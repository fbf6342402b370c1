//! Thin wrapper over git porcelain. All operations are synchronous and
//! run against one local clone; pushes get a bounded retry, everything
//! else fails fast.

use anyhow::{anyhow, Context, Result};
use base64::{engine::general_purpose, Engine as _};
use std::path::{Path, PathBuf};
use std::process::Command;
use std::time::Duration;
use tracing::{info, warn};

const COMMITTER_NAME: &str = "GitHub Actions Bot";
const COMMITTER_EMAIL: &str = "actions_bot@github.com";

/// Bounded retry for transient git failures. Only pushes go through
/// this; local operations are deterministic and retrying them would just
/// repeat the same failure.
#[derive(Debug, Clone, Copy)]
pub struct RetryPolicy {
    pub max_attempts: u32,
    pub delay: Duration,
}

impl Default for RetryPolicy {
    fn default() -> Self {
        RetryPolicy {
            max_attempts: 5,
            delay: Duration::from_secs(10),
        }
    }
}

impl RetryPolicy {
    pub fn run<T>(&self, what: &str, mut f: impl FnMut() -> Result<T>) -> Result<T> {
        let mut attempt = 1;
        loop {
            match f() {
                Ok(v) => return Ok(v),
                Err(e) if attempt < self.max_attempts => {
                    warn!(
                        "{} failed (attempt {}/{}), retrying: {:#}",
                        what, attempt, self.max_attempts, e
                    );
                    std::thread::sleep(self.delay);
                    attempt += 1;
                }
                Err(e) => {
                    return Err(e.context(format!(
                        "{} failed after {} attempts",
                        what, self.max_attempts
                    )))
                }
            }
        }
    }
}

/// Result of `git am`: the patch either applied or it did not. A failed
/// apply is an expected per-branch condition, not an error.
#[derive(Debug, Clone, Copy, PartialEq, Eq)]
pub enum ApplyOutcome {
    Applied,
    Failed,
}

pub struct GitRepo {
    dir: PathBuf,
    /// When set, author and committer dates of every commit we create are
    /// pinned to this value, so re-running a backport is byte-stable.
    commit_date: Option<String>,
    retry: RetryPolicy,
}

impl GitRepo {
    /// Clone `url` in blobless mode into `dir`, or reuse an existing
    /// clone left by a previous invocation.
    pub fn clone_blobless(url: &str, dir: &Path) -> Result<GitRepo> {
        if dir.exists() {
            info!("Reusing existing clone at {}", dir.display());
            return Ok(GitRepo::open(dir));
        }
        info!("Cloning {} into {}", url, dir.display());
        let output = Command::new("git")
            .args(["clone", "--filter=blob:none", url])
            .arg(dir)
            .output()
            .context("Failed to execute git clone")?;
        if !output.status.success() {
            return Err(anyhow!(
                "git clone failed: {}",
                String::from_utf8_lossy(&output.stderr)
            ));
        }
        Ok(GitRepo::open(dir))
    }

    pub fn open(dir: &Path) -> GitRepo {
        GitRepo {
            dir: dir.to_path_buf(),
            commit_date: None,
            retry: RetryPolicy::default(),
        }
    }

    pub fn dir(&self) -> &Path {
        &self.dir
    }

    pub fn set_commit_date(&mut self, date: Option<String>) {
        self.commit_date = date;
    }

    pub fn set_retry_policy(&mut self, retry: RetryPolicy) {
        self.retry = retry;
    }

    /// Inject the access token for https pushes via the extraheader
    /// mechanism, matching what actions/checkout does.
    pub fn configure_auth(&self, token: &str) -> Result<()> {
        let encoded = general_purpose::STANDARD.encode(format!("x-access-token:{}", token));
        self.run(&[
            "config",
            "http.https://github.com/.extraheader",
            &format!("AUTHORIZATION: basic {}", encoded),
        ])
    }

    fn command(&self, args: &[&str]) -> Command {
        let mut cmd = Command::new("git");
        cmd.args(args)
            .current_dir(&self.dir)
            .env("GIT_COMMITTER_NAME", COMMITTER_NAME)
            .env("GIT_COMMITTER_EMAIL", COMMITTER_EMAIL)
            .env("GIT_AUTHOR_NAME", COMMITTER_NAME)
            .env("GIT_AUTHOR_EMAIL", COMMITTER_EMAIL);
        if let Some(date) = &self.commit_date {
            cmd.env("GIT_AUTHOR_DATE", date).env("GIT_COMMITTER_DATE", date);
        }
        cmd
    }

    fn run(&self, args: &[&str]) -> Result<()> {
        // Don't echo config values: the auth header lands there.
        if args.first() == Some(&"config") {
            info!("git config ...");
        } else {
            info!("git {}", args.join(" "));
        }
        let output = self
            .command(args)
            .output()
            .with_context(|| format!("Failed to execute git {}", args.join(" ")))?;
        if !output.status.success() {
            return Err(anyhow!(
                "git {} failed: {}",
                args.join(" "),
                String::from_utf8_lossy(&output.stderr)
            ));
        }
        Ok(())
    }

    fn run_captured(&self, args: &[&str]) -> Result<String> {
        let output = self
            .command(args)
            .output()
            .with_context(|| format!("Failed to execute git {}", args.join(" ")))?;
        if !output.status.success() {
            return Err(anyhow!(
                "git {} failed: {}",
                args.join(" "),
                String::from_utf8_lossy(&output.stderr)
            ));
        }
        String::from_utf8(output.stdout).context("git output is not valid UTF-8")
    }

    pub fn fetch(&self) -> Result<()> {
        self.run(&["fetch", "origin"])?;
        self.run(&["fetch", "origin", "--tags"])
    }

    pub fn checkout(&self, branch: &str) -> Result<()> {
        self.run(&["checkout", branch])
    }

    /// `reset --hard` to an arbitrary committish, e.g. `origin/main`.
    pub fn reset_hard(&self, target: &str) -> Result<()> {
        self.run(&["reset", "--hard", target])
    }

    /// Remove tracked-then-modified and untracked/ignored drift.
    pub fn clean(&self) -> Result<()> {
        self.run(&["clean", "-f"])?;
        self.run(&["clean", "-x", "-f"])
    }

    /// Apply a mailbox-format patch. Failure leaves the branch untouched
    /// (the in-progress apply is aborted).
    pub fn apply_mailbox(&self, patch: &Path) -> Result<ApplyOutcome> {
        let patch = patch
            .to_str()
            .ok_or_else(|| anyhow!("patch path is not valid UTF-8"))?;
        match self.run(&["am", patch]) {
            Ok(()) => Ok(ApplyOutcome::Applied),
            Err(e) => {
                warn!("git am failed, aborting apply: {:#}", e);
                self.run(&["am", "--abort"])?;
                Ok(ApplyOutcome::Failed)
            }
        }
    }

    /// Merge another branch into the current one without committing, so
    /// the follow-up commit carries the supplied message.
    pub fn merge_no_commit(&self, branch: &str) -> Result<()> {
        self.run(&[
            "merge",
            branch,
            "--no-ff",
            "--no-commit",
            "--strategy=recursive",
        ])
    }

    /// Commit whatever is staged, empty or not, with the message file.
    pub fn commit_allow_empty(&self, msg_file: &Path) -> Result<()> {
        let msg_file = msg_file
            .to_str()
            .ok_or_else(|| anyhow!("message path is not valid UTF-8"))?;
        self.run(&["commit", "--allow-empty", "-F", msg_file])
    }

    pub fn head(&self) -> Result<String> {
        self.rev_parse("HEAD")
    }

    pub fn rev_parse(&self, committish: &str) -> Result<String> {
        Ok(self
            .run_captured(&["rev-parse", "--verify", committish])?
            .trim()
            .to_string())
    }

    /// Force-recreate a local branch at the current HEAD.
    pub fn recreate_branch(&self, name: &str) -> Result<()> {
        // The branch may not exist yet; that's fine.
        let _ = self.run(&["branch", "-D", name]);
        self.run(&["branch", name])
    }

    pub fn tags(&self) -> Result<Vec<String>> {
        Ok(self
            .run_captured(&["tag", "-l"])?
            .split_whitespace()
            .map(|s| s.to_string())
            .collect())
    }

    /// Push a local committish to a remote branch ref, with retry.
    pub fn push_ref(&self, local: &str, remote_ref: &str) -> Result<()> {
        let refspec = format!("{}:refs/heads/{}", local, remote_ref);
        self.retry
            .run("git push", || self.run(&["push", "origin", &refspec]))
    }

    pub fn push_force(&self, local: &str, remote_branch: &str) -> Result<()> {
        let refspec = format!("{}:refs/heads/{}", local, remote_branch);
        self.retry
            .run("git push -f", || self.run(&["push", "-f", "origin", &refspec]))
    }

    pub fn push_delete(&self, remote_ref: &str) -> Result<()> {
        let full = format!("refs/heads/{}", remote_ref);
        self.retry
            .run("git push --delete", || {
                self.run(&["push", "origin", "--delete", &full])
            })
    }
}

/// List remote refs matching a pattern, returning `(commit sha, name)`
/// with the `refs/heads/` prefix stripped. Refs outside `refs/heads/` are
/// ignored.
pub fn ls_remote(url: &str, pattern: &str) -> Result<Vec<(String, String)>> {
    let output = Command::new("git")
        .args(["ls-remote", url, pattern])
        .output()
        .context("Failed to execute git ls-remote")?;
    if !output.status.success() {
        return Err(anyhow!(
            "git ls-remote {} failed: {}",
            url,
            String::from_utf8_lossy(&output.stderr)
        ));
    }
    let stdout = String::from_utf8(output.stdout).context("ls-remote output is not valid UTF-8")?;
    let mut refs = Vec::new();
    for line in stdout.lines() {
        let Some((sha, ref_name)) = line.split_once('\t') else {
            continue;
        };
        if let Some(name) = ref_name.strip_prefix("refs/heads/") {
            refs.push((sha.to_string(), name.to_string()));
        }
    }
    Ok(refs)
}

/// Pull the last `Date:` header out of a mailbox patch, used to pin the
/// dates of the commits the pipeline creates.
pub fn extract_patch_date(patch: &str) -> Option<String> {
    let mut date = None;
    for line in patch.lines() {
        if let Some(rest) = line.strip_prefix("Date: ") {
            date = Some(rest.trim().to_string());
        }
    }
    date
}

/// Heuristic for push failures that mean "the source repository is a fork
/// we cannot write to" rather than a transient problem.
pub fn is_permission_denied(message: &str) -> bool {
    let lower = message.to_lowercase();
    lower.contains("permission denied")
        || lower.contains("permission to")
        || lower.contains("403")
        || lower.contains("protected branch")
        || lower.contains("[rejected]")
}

•••••

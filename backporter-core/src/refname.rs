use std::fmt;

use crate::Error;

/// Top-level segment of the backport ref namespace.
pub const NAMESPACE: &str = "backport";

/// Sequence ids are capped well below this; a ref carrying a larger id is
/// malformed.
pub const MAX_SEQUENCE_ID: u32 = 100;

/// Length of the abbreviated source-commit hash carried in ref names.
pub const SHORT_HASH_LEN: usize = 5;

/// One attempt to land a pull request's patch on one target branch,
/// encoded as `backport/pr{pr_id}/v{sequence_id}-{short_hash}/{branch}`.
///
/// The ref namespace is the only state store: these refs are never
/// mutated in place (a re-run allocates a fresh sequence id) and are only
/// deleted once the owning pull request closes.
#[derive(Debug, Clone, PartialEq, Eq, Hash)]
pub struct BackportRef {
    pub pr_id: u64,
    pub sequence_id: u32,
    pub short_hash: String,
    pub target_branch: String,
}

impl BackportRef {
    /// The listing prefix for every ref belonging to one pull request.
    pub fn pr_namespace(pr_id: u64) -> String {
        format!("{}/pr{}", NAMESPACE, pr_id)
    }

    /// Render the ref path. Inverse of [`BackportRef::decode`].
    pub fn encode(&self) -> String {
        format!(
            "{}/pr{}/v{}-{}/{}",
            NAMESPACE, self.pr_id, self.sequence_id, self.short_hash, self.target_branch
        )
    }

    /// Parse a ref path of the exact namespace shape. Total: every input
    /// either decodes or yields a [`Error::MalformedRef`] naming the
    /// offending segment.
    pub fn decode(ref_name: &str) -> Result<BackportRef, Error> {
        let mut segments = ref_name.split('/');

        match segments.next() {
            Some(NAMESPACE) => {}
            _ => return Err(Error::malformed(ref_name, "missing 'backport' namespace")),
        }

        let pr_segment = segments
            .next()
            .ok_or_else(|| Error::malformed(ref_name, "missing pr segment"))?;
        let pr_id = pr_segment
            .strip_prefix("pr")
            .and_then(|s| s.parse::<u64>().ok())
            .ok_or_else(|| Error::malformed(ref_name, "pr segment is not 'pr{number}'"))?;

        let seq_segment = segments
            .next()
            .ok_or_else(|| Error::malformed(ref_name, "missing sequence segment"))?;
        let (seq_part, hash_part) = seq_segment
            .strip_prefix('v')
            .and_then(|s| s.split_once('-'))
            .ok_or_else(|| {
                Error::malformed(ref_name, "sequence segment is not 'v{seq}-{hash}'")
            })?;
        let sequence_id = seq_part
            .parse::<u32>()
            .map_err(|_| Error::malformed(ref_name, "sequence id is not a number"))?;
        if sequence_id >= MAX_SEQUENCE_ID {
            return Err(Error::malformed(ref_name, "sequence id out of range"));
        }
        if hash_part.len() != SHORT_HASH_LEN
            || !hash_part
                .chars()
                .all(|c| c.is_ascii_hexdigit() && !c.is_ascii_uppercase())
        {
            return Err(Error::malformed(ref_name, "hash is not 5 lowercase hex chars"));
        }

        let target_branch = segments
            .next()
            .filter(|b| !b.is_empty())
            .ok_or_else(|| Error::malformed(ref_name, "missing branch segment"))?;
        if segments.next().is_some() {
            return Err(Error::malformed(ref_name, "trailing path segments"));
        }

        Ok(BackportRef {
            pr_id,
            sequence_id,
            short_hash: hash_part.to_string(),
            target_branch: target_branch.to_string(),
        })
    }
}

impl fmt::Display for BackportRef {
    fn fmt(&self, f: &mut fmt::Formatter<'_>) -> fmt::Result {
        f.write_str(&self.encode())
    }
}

•••••

Show all lines in the entries above where the string "this" appears.

/// this; local operations are deterministic and retrying them would just
    /// pinned to this value, so re-running a backport is byte-stable.
/// Sequence ids are capped well below this; a ref carrying a larger id is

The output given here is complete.